> [DATA PROVIDED]

//! # Outflow Commands
//!
//! Stock leaving a warehouse: to another store, as a voucher to a sales
//! area, as a direct sale, back to the provider, or written off.

use std::time::Instant;
use tracing::{debug, info};

use super::BatchAck;
use crate::error::ApiError;
use stockflow_core::rows::OutflowRowInput;
use stockflow_db::Database;

/// Parses and commits a batch of outflow rows.
pub async fn submit_outflows(db: &Database, rows: Vec<OutflowRowInput>) -> Result<BatchAck, ApiError> {
    let start = Instant::now();
    debug!(rows = rows.len(), "submit_outflows command");

    let receipt = db.engine().submit_outflows(&rows).await?;

    info!(
        elapsed_ms = start.elapsed().as_secs_f64() * 1000.0,
        batch_id = %receipt.batch_id,
        rows = receipt.rows_applied,
        "submit_outflows complete"
    );

    Ok(receipt.into())
}

#[cfg(test)]
mod tests {
    use super::*;
    use crate::commands::fixtures::{db, SALES_1, WAREHOUSE};
    use crate::commands::inflow::submit_inflows;
    use crate::error::ErrorCode;
    use stockflow_core::rows::InflowRowInput;
    use stockflow_core::{InflowSource, OutflowDestination, PayMethod};

    fn row(quantity: &str, destination: OutflowDestination) -> OutflowRowInput {
        OutflowRowInput {
            warehouse_id: WAREHOUSE.to_string(),
            product_id: "P".to_string(),
            quantity: quantity.to_string(),
            destination,
            date: "2024-02-20".to_string(),
            user_id: "ana".to_string(),
        }
    }

    async fn stocked() -> Database {
        let db = db().await;
        submit_inflows(
            &db,
            vec![InflowRowInput {
                warehouse_id: WAREHOUSE.to_string(),
                product_id: "P".to_string(),
                quantity: "10".to_string(),
                source: InflowSource::Store {
                    store_id: "store-2".to_string(),
                },
                date: "2024-02-20".to_string(),
                user_id: "ana".to_string(),
            }],
        )
        .await
        .unwrap();
        db
    }

    #[tokio::test]
    async fn test_voucher_moves_stock_to_sales_area() {
        let db = stocked().await;

        let ack = submit_outflows(
            &db,
            vec![row(
                "4",
                OutflowDestination::Voucher {
                    sales_area_id: SALES_1.to_string(),
                },
            )],
        )
        .await
        .unwrap();

        assert_eq!(ack.rows_applied, 1);
        assert_eq!(db.inventory().get_quantity(WAREHOUSE, "P").await.unwrap(), 6);
        assert_eq!(db.inventory().get_quantity(SALES_1, "P").await.unwrap(), 4);
    }

    #[tokio::test]
    async fn test_insufficient_stock_is_conflict() {
        let db = stocked().await;

        let err = submit_outflows(
            &db,
            vec![row(
                "15",
                OutflowDestination::Sale {
                    pay_method: PayMethod::Cash,
                },
            )],
        )
        .await
        .unwrap_err();

        assert_eq!(err.code, ErrorCode::InsufficientStock);
        assert_eq!(err.status, 409);
        assert!(err.message.contains("available 10, requested 15"));
        assert_eq!(db.inventory().get_quantity(WAREHOUSE, "P").await.unwrap(), 10);
    }
}
//! # API Error Type
//!
//! Unified error type for stockflow commands.
//!
//! ## Error Handling Strategy
//! ```text
//! ┌─────────────────────────────────────────────────────────────────────────┐
//! │                    Error Flow in Stockflow                              │
//! │                                                                         │
//! │  Caller                      Rust Backend                               │
//! │  ──────                      ────────────                               │
//! │                                                                         │
//! │  {"command": "submit_sales", "rows": [...]}                             │
//! │         │                                                               │
//! │         ▼                                                               │
//! │  ┌──────────────────────────────────────────────────────────────────┐  │
//! │  │  Command Function                                                │  │
//! │  │  Result<T, ApiError>                                             │  │
//! │  │         │                                                        │  │
//! │  │         ▼                                                        │  │
//! │  │  Row rejected? ─── EngineError::Row { 2, InsufficientStock } ─┐  │  │
//! │  │         │                                                     │  │  │
//! │  │         ▼                                                     ▼  │  │
//! │  │  Storage failed? ─── DbError::QueryFailed("...") ──────── ApiError ─►│
//! │  │         │                                                        │  │
//! │  │         ▼                                                        │  │
//! │  │  Success ──────────────────────────────────────────────────────►│  │
//! │  └──────────────────────────────────────────────────────────────────┘  │
//! │                                                                         │
//! │  {"code": "INSUFFICIENT_STOCK", "status": 409,                          │
//! │   "message": "Row 2: Insufficient stock of P at S1: ..."}               │
//! └─────────────────────────────────────────────────────────────────────────┘
//! ```
//!
//! Rule violations carry their message through verbatim. Storage failures
//! are logged with detail and answered with a generic message.

use serde::Serialize;
use stockflow_core::CoreError;
use stockflow_db::{DbError, EngineError};

use crate::config::ConfigError;

/// API error returned from commands.
///
/// ## Serialization
/// ```json
/// {
///   "code": "EXCESSIVE_WITHDRAWAL",
///   "message": "Row 1: Withdrawal of 80.00 on 2024-02-20 exceeds ...",
///   "status": 422
/// }
/// ```
#[derive(Debug, Clone, PartialEq, Eq, Serialize)]
#[serde(rename_all = "camelCase")]
pub struct ApiError {
    /// Machine-readable error code for programmatic handling
    pub code: ErrorCode,

    /// Human-readable error message for display
    pub message: String,

    /// HTTP-style status
    pub status: u16,
}

/// Error codes for API responses.
#[derive(Debug, Clone, Copy, PartialEq, Eq, Serialize)]
#[serde(rename_all = "SCREAMING_SNAKE_CASE")]
pub enum ErrorCode {
    /// Resource not found (404)
    NotFound,

    /// Input validation failed (400)
    ValidationError,

    /// Counter would go negative (409)
    InsufficientStock,

    /// Withdrawal above the day's cash (422)
    ExcessiveWithdrawal,

    /// Other ledger rule violation (422)
    BusinessLogic,

    /// Database operation failed (500)
    DatabaseError,

    /// Configuration is unusable (500)
    ConfigError,

    /// Internal server error (500)
    Internal,
}

impl ErrorCode {
    /// HTTP-style status for this code.
    pub const fn status(self) -> u16 {
        match self {
            ErrorCode::ValidationError => 400,
            ErrorCode::NotFound => 404,
            ErrorCode::InsufficientStock => 409,
            ErrorCode::ExcessiveWithdrawal | ErrorCode::BusinessLogic => 422,
            ErrorCode::DatabaseError | ErrorCode::ConfigError | ErrorCode::Internal => 500,
        }
    }
}

impl ApiError {
    /// Creates a new API error.
    pub fn new(code: ErrorCode, message: impl Into<String>) -> Self {
        ApiError {
            code,
            message: message.into(),
            status: code.status(),
        }
    }

    /// Creates a not found error.
    pub fn not_found(resource: &str, id: &str) -> Self {
        ApiError::new(ErrorCode::NotFound, format!("{} not found: {}", resource, id))
    }

    /// Creates a validation error.
    pub fn validation(message: impl Into<String>) -> Self {
        ApiError::new(ErrorCode::ValidationError, message)
    }

    /// Creates an internal error.
    pub fn internal(message: impl Into<String>) -> Self {
        ApiError::new(ErrorCode::Internal, message)
    }

    /// True for 4xx errors.
    pub fn is_client_error(&self) -> bool {
        (400..500).contains(&self.status)
    }
}

/// Code for a rule violation.
fn core_code(err: &CoreError) -> ErrorCode {
    match err {
        CoreError::ProductNotFound(_) | CoreError::LocationNotFound(_) => ErrorCode::NotFound,
        CoreError::InsufficientStock { .. } => ErrorCode::InsufficientStock,
        CoreError::ExcessiveWithdrawal { .. } => ErrorCode::ExcessiveWithdrawal,
        CoreError::WrongLocationKind { .. } | CoreError::SameLocation(_) => ErrorCode::BusinessLogic,
        CoreError::InvalidDate { .. }
        | CoreError::InvalidQuantity { .. }
        | CoreError::InvalidAmount { .. }
        | CoreError::EmptyBatch
        | CoreError::BatchTooLarge { .. }
        | CoreError::RowIndexOutOfRange { .. }
        | CoreError::Validation(_) => ErrorCode::ValidationError,
    }
}

/// Converts core errors to API errors.
impl From<CoreError> for ApiError {
    fn from(err: CoreError) -> Self {
        ApiError::new(core_code(&err), err.to_string())
    }
}

/// Converts database errors to API errors.
impl From<DbError> for ApiError {
    fn from(err: DbError) -> Self {
        match err {
            DbError::NotFound { entity, id } => ApiError::not_found(&entity, &id),
            DbError::UniqueViolation { field, value } => ApiError::new(
                ErrorCode::ValidationError,
                format!("{} '{}' already exists", field, value),
            ),
            DbError::ForeignKeyViolation { message } => {
                tracing::error!("Foreign key violation: {}", message);
                ApiError::new(ErrorCode::ValidationError, "Invalid reference")
            }
            DbError::CheckViolation { message } => {
                tracing::error!("Check constraint violation: {}", message);
                ApiError::new(ErrorCode::ValidationError, "Value out of range")
            }
            DbError::ConnectionFailed(e) => {
                tracing::error!("Database connection failed: {}", e);
                ApiError::new(ErrorCode::DatabaseError, "Database connection failed")
            }
            DbError::MigrationFailed(e) => {
                tracing::error!("Database migration failed: {}", e);
                ApiError::new(ErrorCode::DatabaseError, "Database migration failed")
            }
            DbError::QueryFailed(e) => {
                // Log the actual error but return a generic message
                tracing::error!("Database query failed: {}", e);
                ApiError::new(ErrorCode::DatabaseError, "Database operation failed")
            }
            DbError::CorruptRow { entity, id, reason } => {
                tracing::error!(%entity, %id, %reason, "Corrupt row");
                ApiError::new(ErrorCode::DatabaseError, "Database operation failed")
            }
            DbError::PoolExhausted => {
                tracing::error!("Database pool exhausted");
                ApiError::new(ErrorCode::DatabaseError, "Database busy, try again")
            }
            DbError::Internal(e) => {
                tracing::error!("Internal database error: {}", e);
                ApiError::new(ErrorCode::DatabaseError, "Database operation failed")
            }
        }
    }
}

/// Converts engine errors to API errors, keeping the row number in the
/// message.
impl From<EngineError> for ApiError {
    fn from(err: EngineError) -> Self {
        match err {
            EngineError::Row { row, source } => {
                ApiError::new(core_code(&source), format!("Row {}: {}", row, source))
            }
            EngineError::Rejected(e) => e.into(),
            EngineError::Storage(e) => e.into(),
        }
    }
}

impl From<ConfigError> for ApiError {
    fn from(err: ConfigError) -> Self {
        tracing::error!("Configuration error: {}", err);
        ApiError::new(ErrorCode::ConfigError, err.to_string())
    }
}

/// Malformed command envelopes.
impl From<serde_json::Error> for ApiError {
    fn from(err: serde_json::Error) -> Self {
        ApiError::validation(format!("Malformed command: {}", err))
    }
}

impl std::fmt::Display for ApiError {
    fn fmt(&self, f: &mut std::fmt::Formatter<'_>) -> std::fmt::Result {
        write!(f, "[{:?}] {}", self.code, self.message)
    }
}

impl std::error::Error for ApiError {}

#[cfg(test)]
mod tests {
    use super::*;
    use chrono::NaiveDate;
    use stockflow_core::{LocationKind, Money};

    #[test]
    fn test_row_error_keeps_row_number_and_status() {
        let err: ApiError = EngineError::at_row(
            2,
            CoreError::InsufficientStock {
                location_id: "W".to_string(),
                product_id: "P".to_string(),
                available: 10,
                requested: 15,
            },
        )
        .into();

        assert_eq!(err.code, ErrorCode::InsufficientStock);
        assert_eq!(err.status, 409);
        assert_eq!(
            err.message,
            "Row 2: Insufficient stock of P at W: available 10, requested 15"
        );
        assert!(err.is_client_error());
    }

    #[test]
    fn test_excessive_withdrawal_is_unprocessable() {
        let err: ApiError = CoreError::ExcessiveWithdrawal {
            sales_area_id: "S1".to_string(),
            date: NaiveDate::from_ymd_opt(2024, 2, 20).unwrap(),
            available: Money::from_cents(7000),
            requested: Money::from_cents(8000),
            shortfall: Money::from_cents(1000),
        }
        .into();

        assert_eq!(err.code, ErrorCode::ExcessiveWithdrawal);
        assert_eq!(err.status, 422);
        assert!(err.message.contains("short by 10.00"));
    }

    #[test]
    fn test_client_error_statuses() {
        let cases = [
            (CoreError::ProductNotFound("P".to_string()), 404),
            (CoreError::LocationNotFound("X".to_string()), 404),
            (CoreError::EmptyBatch, 400),
            (CoreError::invalid_quantity("0"), 400),
            (CoreError::SameLocation("S1".to_string()), 422),
            (
                CoreError::WrongLocationKind {
                    location_id: "S1".to_string(),
                    expected: LocationKind::Warehouse,
                },
                422,
            ),
        ];

        for (core, status) in cases {
            let err: ApiError = core.into();
            assert_eq!(err.status, status, "{}", err.message);
        }
    }

    #[test]
    fn test_storage_errors_are_generic() {
        let err: ApiError =
            EngineError::Storage(DbError::QueryFailed("disk I/O error at page 7".to_string())).into();

        assert_eq!(err.code, ErrorCode::DatabaseError);
        assert_eq!(err.status, 500);
        assert_eq!(err.message, "Database operation failed");
        assert!(!err.is_client_error());
    }

    #[test]
    fn test_serialized_shape() {
        let json = serde_json::to_value(ApiError::not_found("Location", "X")).unwrap();

        assert_eq!(json["code"], "NOT_FOUND");
        assert_eq!(json["status"], 404);
        assert_eq!(json["message"], "Location not found: X");
    }
}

> [WHAT IS BEING ASKED] Please return exactly the lines from the opening line of the data above through the line with "let start = Instant::now();", both included and nothing else.

> [WRITTEN SOLUTION]
//! # Outflow Commands
//!
//! Stock leaving a warehouse: to another store, as a voucher to a sales
//! area, as a direct sale, back to the provider, or written off.

use std::time::Instant;
use tracing::{debug, info};

use super::BatchAck;
use crate::error::ApiError;
use stockflow_core::rows::OutflowRowInput;
use stockflow_db::Database;

/// Parses and commits a batch of outflow rows.
pub async fn submit_outflows(db: &Database, rows: Vec<OutflowRowInput>) -> Result<BatchAck, ApiError> {
    let start = Instant::now();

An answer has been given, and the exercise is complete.